Exercise prompt:
Nothing but the lines from the one containing "the baseline evaluation." through the one containing "pub fn new(mut", both included, should be given again, each exactly as written below.

Collected data entries:
.....

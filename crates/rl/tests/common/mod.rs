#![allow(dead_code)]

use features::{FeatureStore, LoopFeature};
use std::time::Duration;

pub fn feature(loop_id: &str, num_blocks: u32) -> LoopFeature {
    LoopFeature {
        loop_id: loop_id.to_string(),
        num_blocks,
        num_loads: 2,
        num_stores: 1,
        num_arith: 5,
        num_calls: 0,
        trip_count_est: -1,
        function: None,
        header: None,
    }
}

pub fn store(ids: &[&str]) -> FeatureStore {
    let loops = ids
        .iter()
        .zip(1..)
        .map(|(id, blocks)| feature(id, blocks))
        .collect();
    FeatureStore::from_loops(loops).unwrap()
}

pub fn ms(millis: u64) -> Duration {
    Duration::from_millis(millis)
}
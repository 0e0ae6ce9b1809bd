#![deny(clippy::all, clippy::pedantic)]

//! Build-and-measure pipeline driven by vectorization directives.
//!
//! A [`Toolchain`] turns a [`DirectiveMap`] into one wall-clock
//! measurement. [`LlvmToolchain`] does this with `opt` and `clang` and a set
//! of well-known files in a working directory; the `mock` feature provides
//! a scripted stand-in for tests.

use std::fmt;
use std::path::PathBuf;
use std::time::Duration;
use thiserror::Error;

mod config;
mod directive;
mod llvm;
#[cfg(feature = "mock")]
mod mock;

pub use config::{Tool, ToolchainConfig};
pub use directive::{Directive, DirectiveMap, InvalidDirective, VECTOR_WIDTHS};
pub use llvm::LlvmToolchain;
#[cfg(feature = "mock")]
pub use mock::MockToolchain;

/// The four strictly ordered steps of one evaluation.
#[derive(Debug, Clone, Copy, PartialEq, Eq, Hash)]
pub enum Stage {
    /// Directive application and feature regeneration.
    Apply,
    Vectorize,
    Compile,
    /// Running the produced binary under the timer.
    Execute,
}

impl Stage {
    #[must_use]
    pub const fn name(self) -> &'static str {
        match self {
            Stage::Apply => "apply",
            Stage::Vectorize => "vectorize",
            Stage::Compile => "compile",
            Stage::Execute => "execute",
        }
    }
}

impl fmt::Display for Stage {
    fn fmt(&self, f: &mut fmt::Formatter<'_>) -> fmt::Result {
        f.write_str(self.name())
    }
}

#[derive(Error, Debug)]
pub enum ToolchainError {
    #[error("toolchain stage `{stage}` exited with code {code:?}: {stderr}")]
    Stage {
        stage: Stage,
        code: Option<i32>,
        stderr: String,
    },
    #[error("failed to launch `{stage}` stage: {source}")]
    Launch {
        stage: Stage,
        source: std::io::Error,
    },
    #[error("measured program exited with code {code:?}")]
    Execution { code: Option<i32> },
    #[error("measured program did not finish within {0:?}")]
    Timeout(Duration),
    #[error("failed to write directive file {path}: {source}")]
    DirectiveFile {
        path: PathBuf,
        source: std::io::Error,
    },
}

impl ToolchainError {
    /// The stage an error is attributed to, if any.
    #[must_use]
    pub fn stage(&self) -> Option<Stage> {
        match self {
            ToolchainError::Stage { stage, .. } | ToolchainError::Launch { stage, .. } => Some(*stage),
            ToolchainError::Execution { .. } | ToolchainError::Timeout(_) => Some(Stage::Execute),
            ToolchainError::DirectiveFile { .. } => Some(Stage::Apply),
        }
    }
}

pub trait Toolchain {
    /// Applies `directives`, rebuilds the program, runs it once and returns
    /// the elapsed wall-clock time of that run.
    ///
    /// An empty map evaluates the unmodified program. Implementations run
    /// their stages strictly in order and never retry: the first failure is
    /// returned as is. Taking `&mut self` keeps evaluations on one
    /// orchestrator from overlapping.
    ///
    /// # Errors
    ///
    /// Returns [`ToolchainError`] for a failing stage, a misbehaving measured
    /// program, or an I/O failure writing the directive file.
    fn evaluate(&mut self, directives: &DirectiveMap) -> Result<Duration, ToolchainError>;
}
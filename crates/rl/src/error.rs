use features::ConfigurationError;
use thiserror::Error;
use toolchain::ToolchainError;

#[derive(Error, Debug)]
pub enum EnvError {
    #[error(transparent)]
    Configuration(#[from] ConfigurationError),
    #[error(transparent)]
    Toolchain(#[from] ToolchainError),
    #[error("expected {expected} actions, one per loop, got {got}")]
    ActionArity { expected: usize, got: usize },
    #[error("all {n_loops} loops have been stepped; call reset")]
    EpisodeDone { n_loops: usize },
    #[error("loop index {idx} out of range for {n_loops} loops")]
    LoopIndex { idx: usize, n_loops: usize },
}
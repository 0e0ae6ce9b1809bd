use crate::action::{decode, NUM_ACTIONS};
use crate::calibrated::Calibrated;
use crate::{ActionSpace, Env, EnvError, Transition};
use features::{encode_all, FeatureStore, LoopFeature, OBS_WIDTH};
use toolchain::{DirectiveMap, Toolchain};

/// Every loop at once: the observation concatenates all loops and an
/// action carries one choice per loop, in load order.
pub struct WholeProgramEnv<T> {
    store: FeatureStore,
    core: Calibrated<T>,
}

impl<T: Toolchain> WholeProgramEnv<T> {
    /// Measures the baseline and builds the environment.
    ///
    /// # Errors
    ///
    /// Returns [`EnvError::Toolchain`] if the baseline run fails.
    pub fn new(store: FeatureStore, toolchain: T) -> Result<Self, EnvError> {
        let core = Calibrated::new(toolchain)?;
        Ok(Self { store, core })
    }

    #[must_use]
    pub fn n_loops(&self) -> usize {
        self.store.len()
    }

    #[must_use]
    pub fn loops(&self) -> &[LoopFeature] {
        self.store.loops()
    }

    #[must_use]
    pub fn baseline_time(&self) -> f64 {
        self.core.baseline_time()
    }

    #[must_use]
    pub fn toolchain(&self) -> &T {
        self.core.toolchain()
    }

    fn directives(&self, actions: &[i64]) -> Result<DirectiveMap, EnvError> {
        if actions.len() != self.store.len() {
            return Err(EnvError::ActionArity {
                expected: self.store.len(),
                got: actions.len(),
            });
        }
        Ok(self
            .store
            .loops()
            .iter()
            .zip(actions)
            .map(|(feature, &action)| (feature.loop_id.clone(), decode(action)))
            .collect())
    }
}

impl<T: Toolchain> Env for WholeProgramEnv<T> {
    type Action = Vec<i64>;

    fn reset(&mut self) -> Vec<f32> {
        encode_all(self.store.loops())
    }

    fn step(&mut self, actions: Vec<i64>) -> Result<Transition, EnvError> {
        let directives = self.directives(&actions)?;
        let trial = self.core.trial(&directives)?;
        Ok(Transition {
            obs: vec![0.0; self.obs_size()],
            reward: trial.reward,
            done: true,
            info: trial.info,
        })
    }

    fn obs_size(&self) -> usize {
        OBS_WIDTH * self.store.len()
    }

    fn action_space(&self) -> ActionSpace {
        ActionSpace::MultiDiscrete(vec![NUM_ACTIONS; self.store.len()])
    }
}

.....

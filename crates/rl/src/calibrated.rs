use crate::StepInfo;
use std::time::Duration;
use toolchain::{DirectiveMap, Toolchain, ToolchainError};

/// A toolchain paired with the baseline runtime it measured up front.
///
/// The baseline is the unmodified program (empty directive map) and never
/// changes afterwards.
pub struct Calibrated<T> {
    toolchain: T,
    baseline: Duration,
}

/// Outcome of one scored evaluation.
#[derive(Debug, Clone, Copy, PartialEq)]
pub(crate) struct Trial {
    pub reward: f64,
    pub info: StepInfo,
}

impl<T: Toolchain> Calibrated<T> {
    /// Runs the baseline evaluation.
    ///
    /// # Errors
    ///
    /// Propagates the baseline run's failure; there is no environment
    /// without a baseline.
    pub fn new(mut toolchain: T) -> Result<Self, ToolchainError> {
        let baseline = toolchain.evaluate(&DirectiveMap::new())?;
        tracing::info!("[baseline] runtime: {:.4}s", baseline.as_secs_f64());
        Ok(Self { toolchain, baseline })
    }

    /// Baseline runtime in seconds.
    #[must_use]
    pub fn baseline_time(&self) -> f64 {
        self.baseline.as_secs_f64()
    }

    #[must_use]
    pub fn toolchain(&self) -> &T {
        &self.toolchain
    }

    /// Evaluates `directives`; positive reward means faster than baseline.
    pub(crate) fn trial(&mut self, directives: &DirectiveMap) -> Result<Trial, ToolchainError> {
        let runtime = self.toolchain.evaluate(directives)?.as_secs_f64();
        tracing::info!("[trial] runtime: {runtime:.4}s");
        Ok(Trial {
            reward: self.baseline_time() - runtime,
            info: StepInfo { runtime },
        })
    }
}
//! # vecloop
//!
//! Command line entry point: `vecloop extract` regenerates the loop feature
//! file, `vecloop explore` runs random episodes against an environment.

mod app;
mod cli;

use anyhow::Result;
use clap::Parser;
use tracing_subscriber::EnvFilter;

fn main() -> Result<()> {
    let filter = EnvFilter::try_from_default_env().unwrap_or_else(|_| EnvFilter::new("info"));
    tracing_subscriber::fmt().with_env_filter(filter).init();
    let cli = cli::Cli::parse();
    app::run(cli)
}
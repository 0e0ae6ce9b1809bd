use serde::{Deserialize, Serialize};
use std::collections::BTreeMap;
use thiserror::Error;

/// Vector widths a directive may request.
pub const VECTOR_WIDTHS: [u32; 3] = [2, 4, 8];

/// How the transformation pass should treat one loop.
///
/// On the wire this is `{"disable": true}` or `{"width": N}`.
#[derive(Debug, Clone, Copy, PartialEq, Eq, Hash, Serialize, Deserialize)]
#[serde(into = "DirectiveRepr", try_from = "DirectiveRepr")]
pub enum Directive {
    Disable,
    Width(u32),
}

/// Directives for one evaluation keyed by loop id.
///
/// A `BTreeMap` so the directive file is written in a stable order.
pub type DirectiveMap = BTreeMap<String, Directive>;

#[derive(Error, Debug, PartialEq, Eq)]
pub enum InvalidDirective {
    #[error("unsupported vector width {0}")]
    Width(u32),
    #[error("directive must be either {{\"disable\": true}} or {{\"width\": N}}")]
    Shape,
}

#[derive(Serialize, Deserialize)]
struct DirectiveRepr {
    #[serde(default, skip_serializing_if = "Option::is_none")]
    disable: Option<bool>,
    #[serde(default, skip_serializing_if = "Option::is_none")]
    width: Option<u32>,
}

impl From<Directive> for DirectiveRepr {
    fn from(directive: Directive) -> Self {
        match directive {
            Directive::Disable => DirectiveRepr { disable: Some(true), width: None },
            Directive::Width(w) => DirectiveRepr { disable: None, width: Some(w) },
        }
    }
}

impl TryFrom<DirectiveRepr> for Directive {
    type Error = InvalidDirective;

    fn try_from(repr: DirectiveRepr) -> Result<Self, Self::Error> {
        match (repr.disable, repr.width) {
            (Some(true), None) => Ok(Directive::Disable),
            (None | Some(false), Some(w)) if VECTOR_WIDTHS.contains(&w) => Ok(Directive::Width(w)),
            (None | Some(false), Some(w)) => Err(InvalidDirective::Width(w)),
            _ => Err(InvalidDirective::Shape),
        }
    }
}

.....

Exercise answer:
    /// Runs the baseline evaluation.
    ///
    /// # Errors
    ///
    /// Propagates the baseline run's failure; there is no environment
    /// without a baseline.
    pub fn new(mut toolchain: T) -> Result<Self, ToolchainError> {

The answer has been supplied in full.